• Task brief
Pick each line containing the word "Deserialize" out of the data below.

• Provided data

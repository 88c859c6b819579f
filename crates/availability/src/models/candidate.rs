/// Item discovered by the retail chain search, pending edition and stock lookup.
///
/// Lives only for the duration of one resolution call.
#[derive(Debug, Clone, Default, PartialEq, Eq)]
pub struct RetailChainCandidate {
    /// Source-assigned title identifier.
    pub work_id: Option<String>,
    /// Source-assigned edition identifier (ISBN/JAN shaped).
    pub product_key: Option<String>,
}

impl RetailChainCandidate {
    /// Both identifiers, if discovery got that far.
    pub fn identifiers(&self) -> Option<(&str, &str)> {
        match (&self.work_id, &self.product_key) {
            (Some(work_id), Some(product_key)) => Some((work_id, product_key)),
            _ => None,
        }
    }
}

/// Links produced by retail chain discovery.
#[derive(Debug, Clone, PartialEq, Eq)]
pub struct RetailChainLinks {
    /// Keyword search listing. Always valid.
    pub search_url: String,
    /// Store-scoped stock page, or the search listing when discovery stopped early.
    pub stock_url: String,
    pub candidate: RetailChainCandidate,
}

impl RetailChainLinks {
    /// Links for a discovery that stopped before reaching the stock page.
    pub fn listing_only(search_url: String, candidate: RetailChainCandidate) -> Self {
        Self {
            stock_url: search_url.clone(),
            search_url,
            candidate,
        }
    }

    pub fn is_complete(&self) -> bool {
        self.candidate.identifiers().is_some()
    }
}
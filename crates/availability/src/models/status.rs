use std::borrow::Cow;

use serde::{Deserialize, Serialize};

/// Three-valued outcome of a resolution attempt.
///
/// The severity is the only field downstream code should branch on; the
/// status text is free-form.
#[derive(Debug, Clone, Copy, PartialEq, Eq, Hash, Serialize, Deserialize)]
#[serde(rename_all = "snake_case")]
pub enum Severity {
    /// Found or available.
    Ok,
    /// Confirmed absent.
    NotFound,
    /// Indeterminate, needs confirmation, or failed.
    Warn,
}

impl Severity {
    pub fn as_str(&self) -> &'static str {
        match self {
            Severity::Ok => "ok",
            Severity::NotFound => "not_found",
            Severity::Warn => "warn",
        }
    }

    /// Presentation class for this severity.
    pub fn presentation_class(&self) -> &'static str {
        match self {
            Severity::Ok => "border-ok",
            Severity::NotFound => "border-ng",
            Severity::Warn => "border-warn",
        }
    }

    /// Default glyph for this severity.
    pub fn icon(&self) -> &'static str {
        match self {
            Severity::Ok => "⭕️",
            Severity::NotFound => "❌",
            Severity::Warn => "⚠️",
        }
    }
}

impl std::fmt::Display for Severity {
    fn fmt(&self, f: &mut std::fmt::Formatter<'_>) -> std::fmt::Result {
        f.write_str(self.as_str())
    }
}

/// Availability status reported for one source.
///
/// Immutable once constructed. The text is guaranteed non-empty: [`Status::new`]
/// substitutes the severity name for a blank label.
#[derive(Debug, Clone, PartialEq, Eq, Serialize, Deserialize)]
pub struct Status {
    text: Cow<'static, str>,
    severity: Severity,
    icon: Cow<'static, str>,
}

impl Status {
    /// Create a status with the default glyph for its severity.
    pub fn new(text: impl Into<Cow<'static, str>>, severity: Severity) -> Self {
        let text = text.into();
        let text = if text.trim().is_empty() {
            Cow::Borrowed(severity.as_str())
        } else {
            text
        };
        Self {
            text,
            severity,
            icon: Cow::Borrowed(severity.icon()),
        }
    }

    /// Replace the presentation glyph.
    pub fn with_icon(mut self, icon: impl Into<Cow<'static, str>>) -> Self {
        self.icon = icon.into();
        self
    }

    pub fn in_stock() -> Self {
        Self::new("in stock", Severity::Ok)
    }

    pub fn available() -> Self {
        Self::new("available", Severity::Ok)
    }

    pub fn not_found() -> Self {
        Self::new("not found", Severity::NotFound)
    }

    pub fn checked_out() -> Self {
        Self::new("checked out", Severity::Warn)
    }

    /// A hit exists but no definitive marker was found.
    pub fn undetermined() -> Self {
        Self::new("undetermined", Severity::Warn)
    }

    /// Hits were counted but no stock marks were present; needs confirmation.
    pub fn hit_count(count: u64) -> Self {
        Self::new(format!("{} hits", count), Severity::Warn)
    }

    /// Transport or parse failure.
    pub fn error() -> Self {
        Self::new("error", Severity::Warn)
    }

    /// The keyword was blank, so nothing was queried.
    pub fn empty_keyword() -> Self {
        Self::new("empty keyword", Severity::Warn)
    }

    pub fn text(&self) -> &str {
        &self.text
    }

    pub fn severity(&self) -> Severity {
        self.severity
    }

    pub fn icon(&self) -> &str {
        &self.icon
    }

    pub fn presentation_class(&self) -> &'static str {
        self.severity.presentation_class()
    }

    pub fn is_ok(&self) -> bool {
        self.severity == Severity::Ok
    }
}
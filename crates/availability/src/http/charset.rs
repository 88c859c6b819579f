//! Response body decoding.

use chardetng::EncodingDetector;
use encoding_rs::{Encoding, UTF_8};

use super::traits::Charset;

/// All sources live under `.jp`, which biases guessing toward the Japanese
/// legacy encodings.
const TLD_HINT: &[u8] = b"jp";

/// Extract the charset label from a `Content-Type` header value.
pub fn charset_from_content_type(content_type: &str) -> Option<&str> {
    content_type.split(';').skip(1).find_map(|param| {
        let (name, value) = param.split_once('=')?;
        if name.trim().eq_ignore_ascii_case("charset") {
            let value = value.trim().trim_matches('"');
            (!value.is_empty()).then_some(value)
        } else {
            None
        }
    })
}

/// Decode a body according to the charset policy.
///
/// Returns the text and the name of the encoding that was used. Malformed
/// sequences are replaced rather than rejected.
pub fn decode_body(bytes: &[u8], declared: Option<&str>, policy: Charset) -> (String, &'static str) {
    let encoding = match policy {
        Charset::Declared => declared
            .and_then(|label| Encoding::for_label(label.as_bytes()))
            .unwrap_or(UTF_8),
        Charset::Detect => detect(bytes),
    };

    let (text, used, _had_errors) = encoding.decode(bytes);
    (text.into_owned(), used.name())
}

fn detect(bytes: &[u8]) -> &'static Encoding {
    let mut detector = EncodingDetector::new();
    detector.feed(bytes, true);
    detector.guess(Some(TLD_HINT), true)
}

#[cfg(test)]
mod tests {
    use super::*;

    #[test]
    fn test_charset_from_content_type() {
        assert_eq!(
            charset_from_content_type("text/html; charset=Shift_JIS"),
            Some("Shift_JIS")
        );
        assert_eq!(
            charset_from_content_type("text/html;charset=\"utf-8\""),
            Some("utf-8")
        );
        assert_eq!(charset_from_content_type("text/html"), None);
        assert_eq!(charset_from_content_type("text/html; charset="), None);
    }

    #[test]
    fn test_detects_shift_jis_despite_wrong_declaration() {
        let (bytes, _, _) = encoding_rs::SHIFT_JIS.encode("該当する資料はありません。検索条件を変更してください。");
        let (text, encoding) = decode_body(&bytes, Some("utf-8"), Charset::Detect);
        assert_eq!(encoding, "Shift_JIS");
        assert!(text.contains("該当する資料はありません"));
    }

    #[test]
    fn test_detects_utf8() {
        let body = "<title>検索結果一覧</title> 在庫： ○";
        let (text, encoding) = decode_body(body.as_bytes(), None, Charset::Detect);
        assert_eq!(encoding, "UTF-8");
        assert_eq!(text, body);
    }

    #[test]
    fn test_declared_charset_is_honored() {
        let (bytes, _, _) = encoding_rs::EUC_JP.encode("在庫あり");
        let (text, encoding) = decode_body(&bytes, Some("euc-jp"), Charset::Declared);
        assert_eq!(encoding, "EUC-JP");
        assert_eq!(text, "在庫あり");
    }

    #[test]
    fn test_unknown_declared_charset_falls_back_to_utf8() {
        let (text, encoding) = decode_body("在庫なし".as_bytes(), Some("x-bogus"), Charset::Declared);
        assert_eq!(encoding, "UTF-8");
        assert_eq!(text, "在庫なし");
    }
}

• Expected output
use serde::{Deserialize, Serialize};
#[derive(Debug, Clone, Copy, PartialEq, Eq, Hash, Serialize, Deserialize)]
#[derive(Debug, Clone, PartialEq, Eq, Serialize, Deserialize)]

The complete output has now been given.